The agency in charge of North Texas' toll roads says it's taking steps to ban perpetual toll scofflaws.
The North Texas Tollway Authority said Wednesday that it would ban any drivers with 100 or more unpaid tolls.
The NTTA considers about 70,000 drivers to be habitual violators and says it has about $50 million in unpaid tolls.
"They're just ignoring step after step, and they're basically saying 'I'm going to drive where I want, when I want and I'm not going to pay for it.' That's not going to work," said NTTA spokesman Michael Rey.
Starting next year, scofflaws pulled over on an NTTA road will face a ticket and a fine up to $500. Those who then continue to use tollways without paying could have their vehicles impounded until fines are paid.
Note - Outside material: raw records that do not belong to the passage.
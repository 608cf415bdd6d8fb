//! Byte-keyed, byte-valued in-memory store with a fixed memory budget.

use std::fs;
use std::io::{BufWriter, Write};
use std::path::{Path, PathBuf};
use std::sync::{Mutex, MutexGuard, PoisonError};

use ciborium::value::Value;
use lru::LruCache;
use serde::Serialize;
use tracing::debug;

use super::CacheError;

/// Largest value the regular `set` path accepts. Bigger values need `set_big`.
pub const MAX_VALUE_LEN: usize = 64 * 1024;

struct Inner {
    entries: LruCache<Vec<u8>, Vec<u8>>,
    /// Sum of key and value lengths of all entries.
    bytes_used: usize,
}

/// Cache statistics.
#[derive(Debug, Clone, PartialEq, Eq, Serialize)]
pub struct CacheStats {
    pub entries: usize,
    pub bytes_used: usize,
    pub max_bytes: usize,
}

/// Shared result cache.
///
/// Safe for concurrent use. When the budget is exceeded the least recently
/// used entries are evicted. Freshness is not tracked here; it lives inside
/// the encoded entries and is judged by the reader.
pub struct ResultCache {
    inner: Mutex<Inner>,
    max_bytes: usize,
}

impl ResultCache {
    /// Create an empty cache holding at most `max_bytes` of keys and values.
    pub fn new(max_bytes: usize) -> Self {
        Self {
            inner: Mutex::new(Inner {
                entries: LruCache::unbounded(),
                bytes_used: 0,
            }),
            max_bytes,
        }
    }

    // A panic while holding the lock can't leave `Inner` half-updated in a way
    // that matters more than losing a cache entry, so poisoning is ignored.
    fn lock(&self) -> MutexGuard<'_, Inner> {
        self.inner.lock().unwrap_or_else(PoisonError::into_inner)
    }

    /// Get a value, marking it as recently used.
    pub fn get(&self, key: &[u8]) -> Option<Vec<u8>> {
        self.lock().entries.get(key).cloned()
    }

    /// Whether a key is present, without touching its recency.
    pub fn contains(&self, key: &[u8]) -> bool {
        self.lock().entries.contains(key)
    }

    /// Store a value of at most `MAX_VALUE_LEN` bytes.
    pub fn set(&self, key: &[u8], value: Vec<u8>) -> Result<(), CacheError> {
        if value.len() > MAX_VALUE_LEN {
            return Err(CacheError::ValueTooLarge {
                size: value.len(),
                limit: MAX_VALUE_LEN,
            });
        }
        self.insert(key, value);
        Ok(())
    }

    /// Store a value of any size.
    pub fn set_big(&self, key: &[u8], value: Vec<u8>) {
        self.insert(key, value);
    }

    fn insert(&self, key: &[u8], value: Vec<u8>) {
        let mut guard = self.lock();
        let inner = &mut *guard;

        let added = key.len() + value.len();
        if let Some(old) = inner.entries.put(key.to_vec(), value) {
            inner.bytes_used -= key.len() + old.len();
        }
        inner.bytes_used += added;

        let mut evicted = 0;
        while inner.bytes_used > self.max_bytes {
            match inner.entries.pop_lru() {
                Some((k, v)) => {
                    inner.bytes_used -= k.len() + v.len();
                    evicted += 1;
                }
                None => break,
            }
        }
        if evicted > 0 {
            debug!(evicted = evicted, "Evicted least recently used cache entries");
        }
    }

    /// Remove a key. Returns whether it was present.
    pub fn remove(&self, key: &[u8]) -> bool {
        let mut guard = self.lock();
        let inner = &mut *guard;
        match inner.entries.pop(key) {
            Some(old) => {
                inner.bytes_used -= key.len() + old.len();
                true
            }
            None => false,
        }
    }

    /// Drop everything.
    pub fn clear(&self) {
        let mut guard = self.lock();
        guard.entries.clear();
        guard.bytes_used = 0;
    }

    pub fn len(&self) -> usize {
        self.lock().entries.len()
    }

    pub fn is_empty(&self) -> bool {
        self.len() == 0
    }

    pub fn stats(&self) -> CacheStats {
        let guard = self.lock();
        CacheStats {
            entries: guard.entries.len(),
            bytes_used: guard.bytes_used,
            max_bytes: self.max_bytes,
        }
    }

    /// Persist all entries to `path`.
    ///
    /// Entries are written least recently used first so that loading them back
    /// in order restores recency. The file is written next to `path` first and
    /// then renamed over it. Returns the number of entries written.
    pub fn save_to_file(&self, path: &Path) -> Result<usize, CacheError> {
        let snapshot: Vec<Value> = {
            let guard = self.lock();
            guard
                .entries
                .iter()
                .rev()
                .map(|(k, v)| Value::Array(vec![Value::Bytes(k.clone()), Value::Bytes(v.clone())]))
                .collect()
        };
        let count = snapshot.len();

        let tmp_path = tmp_path_for(path);
        let file = fs::File::create(&tmp_path)
            .map_err(|e| CacheError::Io(format!("{}: {}", tmp_path.display(), e)))?;
        let mut writer = BufWriter::new(file);
        ciborium::into_writer(&Value::Array(snapshot), &mut writer)
            .map_err(|e| CacheError::Encode(e.to_string()))?;
        writer
            .flush()
            .map_err(|e| CacheError::Io(format!("{}: {}", tmp_path.display(), e)))?;
        drop(writer);

        fs::rename(&tmp_path, path)
            .map_err(|e| CacheError::Io(format!("{}: {}", path.display(), e)))?;

        debug!(path = %path.display(), entries = count, "Persisted cache");
        Ok(count)
    }

    /// Load a cache persisted with `save_to_file`.
    ///
    /// If the file holds more than `max_bytes`, the oldest entries are evicted
    /// while loading.
    pub fn load_from_file(path: &Path, max_bytes: usize) -> Result<Self, CacheError> {
        let data =
            fs::read(path).map_err(|e| CacheError::Io(format!("{}: {}", path.display(), e)))?;
        let value: Value =
            ciborium::from_reader(&data[..]).map_err(|e| CacheError::Decode(e.to_string()))?;

        let Value::Array(items) = value else {
            return Err(CacheError::Decode("expected an array of entries".to_string()));
        };

        let cache = Self::new(max_bytes);
        for item in items {
            let Value::Array(pair) = item else {
                return Err(CacheError::Decode("expected a [key, value] pair".to_string()));
            };
            match <[Value; 2]>::try_from(pair) {
                Ok([Value::Bytes(key), Value::Bytes(value)]) => cache.insert(&key, value),
                _ => {
                    return Err(CacheError::Decode(
                        "expected a [key, value] pair of byte strings".to_string(),
                    ))
                }
            }
        }

        debug!(path = %path.display(), entries = cache.len(), "Loaded persisted cache");
        Ok(cache)
    }
}

fn tmp_path_for(path: &Path) -> PathBuf {
    let mut tmp = path.as_os_str().to_owned();
    tmp.push(".tmp");
    PathBuf::from(tmp)
}
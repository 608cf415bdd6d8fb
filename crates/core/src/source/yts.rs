//! YTS source: JSON API with per-torrent quality fields.

use async_trait::async_trait;
use reqwest::Client;
use serde::Deserialize;
use std::sync::Arc;
use std::time::{Duration, Instant};
use tracing::{debug, warn};

use crate::cache::ResultCache;
use crate::config::YtsConfig;
use crate::metrics;

use super::extract::canonical_hash;
use super::quality::resolution_from_field;
use super::{validate_identifier, Source, SourceError, TorrentResult};

/// Name used in logs, metrics and cache keys.
pub const YTS_SOURCE_NAME: &str = "YTS";

/// Trackers added to every magnet we build.
const TRACKERS: &[&str] = &[
    "udp://open.demonii.com:1337/announce",
    "udp://tracker.openbittorrent.com:80",
    "udp://tracker.coppersurfer.tk:6969",
    "udp://glotorrents.pw:6969/announce",
    "udp://tracker.opentrackr.org:1337/announce",
    "udp://torrent.gresille.org:80/announce",
    "udp://p4p.arenabg.com:1337",
    "udp://tracker.leechers-paradise.org:6969",
];

/// YTS API client.
pub struct YtsSource {
    base_url: String,
    client: Client,
    cache: Arc<ResultCache>,
    max_age: Duration,
}

impl YtsSource {
    pub fn new(
        base_url: &str,
        timeout: Duration,
        cache: Arc<ResultCache>,
        max_age: Duration,
    ) -> Result<Self, SourceError> {
        let client = Client::builder()
            .timeout(timeout)
            .build()
            .map_err(|e| SourceError::Internal(format!("Failed to create HTTP client: {}", e)))?;

        Ok(Self {
            base_url: base_url.trim_end_matches('/').to_string(),
            client,
            cache,
            max_age,
        })
    }

    pub fn from_config(
        config: &YtsConfig,
        timeout: Duration,
        cache: Arc<ResultCache>,
        max_age: Duration,
    ) -> Result<Self, SourceError> {
        Self::new(&config.base_url, timeout, cache, max_age)
    }

    /// Build the list endpoint URL for an identifier.
    fn build_search_url(&self, imdb_id: &str) -> String {
        format!(
            "{}/api/v2/list_movies.json?query_term={}",
            self.base_url,
            urlencoding::encode(imdb_id)
        )
    }

    /// One live request.
    async fn fetch(&self, imdb_id: &str) -> Result<Vec<TorrentResult>, SourceError> {
        let url = self.build_search_url(imdb_id);
        let response = self
            .client
            .get(&url)
            .send()
            .await
            .map_err(|e| SourceError::from_reqwest(&url, e))?;

        if !response.status().is_success() {
            return Err(SourceError::BadStatus {
                url,
                status: response.status().as_u16(),
            });
        }

        let body: YtsResponse = response
            .json()
            .await
            .map_err(|e| SourceError::Parse(format!("Invalid YTS response: {}", e)))?;

        parse_response(body)
    }
}

#[derive(Debug, Deserialize)]
struct YtsResponse {
    status: String,
    #[serde(default)]
    status_message: String,
    #[serde(default)]
    data: Option<YtsData>,
}

#[derive(Debug, Deserialize)]
struct YtsData {
    #[serde(default)]
    movie_count: u32,
    #[serde(default)]
    movies: Option<Vec<YtsMovie>>,
}

#[derive(Debug, Deserialize)]
struct YtsMovie {
    title_long: String,
    #[serde(default)]
    torrents: Vec<YtsTorrent>,
}

#[derive(Debug, Deserialize)]
struct YtsTorrent {
    hash: String,
    quality: String,
    #[serde(default)]
    bit_depth: Option<String>,
}

fn parse_response(body: YtsResponse) -> Result<Vec<TorrentResult>, SourceError> {
    if body.status != "ok" {
        return Err(SourceError::Parse(format!(
            "YTS status {:?}: {}",
            body.status, body.status_message
        )));
    }

    let Some(data) = body.data else {
        return Ok(Vec::new());
    };
    if data.movie_count == 0 {
        return Ok(Vec::new());
    }

    let mut results = Vec::new();
    for movie in data.movies.unwrap_or_default() {
        for torrent in movie.torrents {
            let ten_bit = torrent.bit_depth.as_deref() == Some("10");
            let Some(quality) = resolution_from_field(&torrent.quality, ten_bit) else {
                continue;
            };
            let Some(info_hash) = canonical_hash(torrent.hash.trim()) else {
                continue;
            };
            results.push(TorrentResult {
                magnet_url: build_magnet(&info_hash, &movie.title_long),
                title: movie.title_long.clone(),
                quality,
                info_hash,
            });
        }
    }
    Ok(results)
}

fn build_magnet(info_hash: &str, title: &str) -> String {
    let mut magnet = format!(
        "magnet:?xt=urn:btih:{}&dn={}",
        info_hash,
        urlencoding::encode(title)
    );
    for tracker in TRACKERS {
        magnet.push_str("&tr=");
        magnet.push_str(&urlencoding::encode(tracker));
    }
    magnet
}

#[async_trait]
impl Source for YtsSource {
    fn name(&self) -> &str {
        YTS_SOURCE_NAME
    }

    async fn check(&self, imdb_id: &str) -> Result<Vec<TorrentResult>, SourceError> {
        self.check_with_attempts(imdb_id, 1).await
    }

    fn supports_retries(&self) -> bool {
        true
    }

    async fn check_with_attempts(
        &self,
        imdb_id: &str,
        attempts: u32,
    ) -> Result<Vec<TorrentResult>, SourceError> {
        validate_identifier(imdb_id)?;
        let start = Instant::now();

        if let Some(results) = self
            .cache
            .lookup_results(imdb_id, YTS_SOURCE_NAME, self.max_age)
            .into_hit()
        {
            metrics::observe_source_check(YTS_SOURCE_NAME, true, start.elapsed());
            return Ok(results);
        }

        let attempts = attempts.max(1);
        let mut attempt = 1;
        let outcome = loop {
            match self.fetch(imdb_id).await {
                Ok(results) => break Ok(results),
                Err(e) if attempt < attempts => {
                    warn!(
                        imdb_id = imdb_id,
                        attempt = attempt,
                        attempts = attempts,
                        error = %e,
                        "YTS request failed, retrying"
                    );
                    attempt += 1;
                }
                Err(e) => break Err(e),
            }
        };

        if let Ok(results) = &outcome {
            debug!(
                imdb_id = imdb_id,
                torrent_count = results.len(),
                attempt = attempt,
                "YTS search complete"
            );
            self.cache.store_results(imdb_id, YTS_SOURCE_NAME, results);
        }
        metrics::observe_source_check(YTS_SOURCE_NAME, outcome.is_ok(), start.elapsed());
        outcome
    }
}

#[cfg(test)]
mod tests {
    use super::*;
    use serde_json::json;

    fn response(value: serde_json::Value) -> YtsResponse {
        serde_json::from_value(value).unwrap()
    }

    #[test]
    fn test_parse_response() {
        let body = response(json!({
            "status": "ok",
            "status_message": "Query was successful",
            "data": {
                "movie_count": 1,
                "movies": [{
                    "title_long": "Big Buck Bunny (2008)",
                    "torrents": [
                        {"hash": "aaaa1111", "quality": "720p"},
                        {"hash": "bbbb2222", "quality": "2160p", "bit_depth": "10"},
                        {"hash": "cccc3333", "quality": "3D"},
                        {"hash": "", "quality": "1080p"},
                        {"hash": "not a hash", "quality": "1080p"}
                    ]
                }]
            }
        }));

        let results = parse_response(body).unwrap();
        assert_eq!(results.len(), 2);
        assert_eq!(results[0].quality, "720p");
        assert_eq!(results[0].info_hash, "AAAA1111");
        assert_eq!(results[0].title, "Big Buck Bunny (2008)");
        assert_eq!(results[1].quality, "2160p 10bit");
        assert!(results[1]
            .magnet_url
            .starts_with("magnet:?xt=urn:btih:BBBB2222&dn=Big%20Buck%20Bunny%20%282008%29&tr="));
    }

    #[test]
    fn test_parse_response_no_movies() {
        let body = response(json!({
            "status": "ok",
            "status_message": "Query was successful",
            "data": {"movie_count": 0, "limit": 20, "page_number": 1}
        }));
        assert!(parse_response(body).unwrap().is_empty());
    }

    #[test]
    fn test_parse_response_error_status() {
        let body = response(json!({
            "status": "error",
            "status_message": "Something went wrong"
        }));
        let err = parse_response(body).unwrap_err();
        assert!(matches!(err, SourceError::Parse(ref msg) if msg.contains("Something went wrong")));
    }

    #[test]
    fn test_build_magnet_carries_trackers() {
        let magnet = build_magnet("ABCD", "Movie");
        assert!(magnet.starts_with("magnet:?xt=urn:btih:ABCD&dn=Movie&tr="));
        assert_eq!(magnet.matches("&tr=").count(), TRACKERS.len());
    }
}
"I think it's a great idea. I think they should be impounded," said Arlington resident Jason Mynatt. "I have to pay to drive it every day, so I think everyone else should have to."
Meanwhile other drivers said fees leveled by the NTTA are too much.
"The thing that concerns me was the fees that they'll assess if you don't get it paid on time. A $10 bill turns into a $300 bill," said DeSoto resident Keith Hooks. Hooks doesn't use toll roads often, but he went to the NTTA to make sure he didn't have any outstanding fines.
"I think it's crazy. They already charge so much, you know, to travel through their highways and I think it's ridiculous," said Grand Prairie resident Richards Lopez.
Rey said vehicle ban notices will be sent out to all habitual toll violators in North Texas.
A handful of Department of Public Safety vehicles will have automatic license plate scanners to help track down scofflaws.
NTTA operates more than 90 miles of toll roads in North Texas including the Dallas North Tollway, President George Bush Turnpike, Addison Airport Toll Tunnel, Mountain Creek Lake Bridge, Sam Rayburn Tollway and the Lewisville Lake Toll Bridge.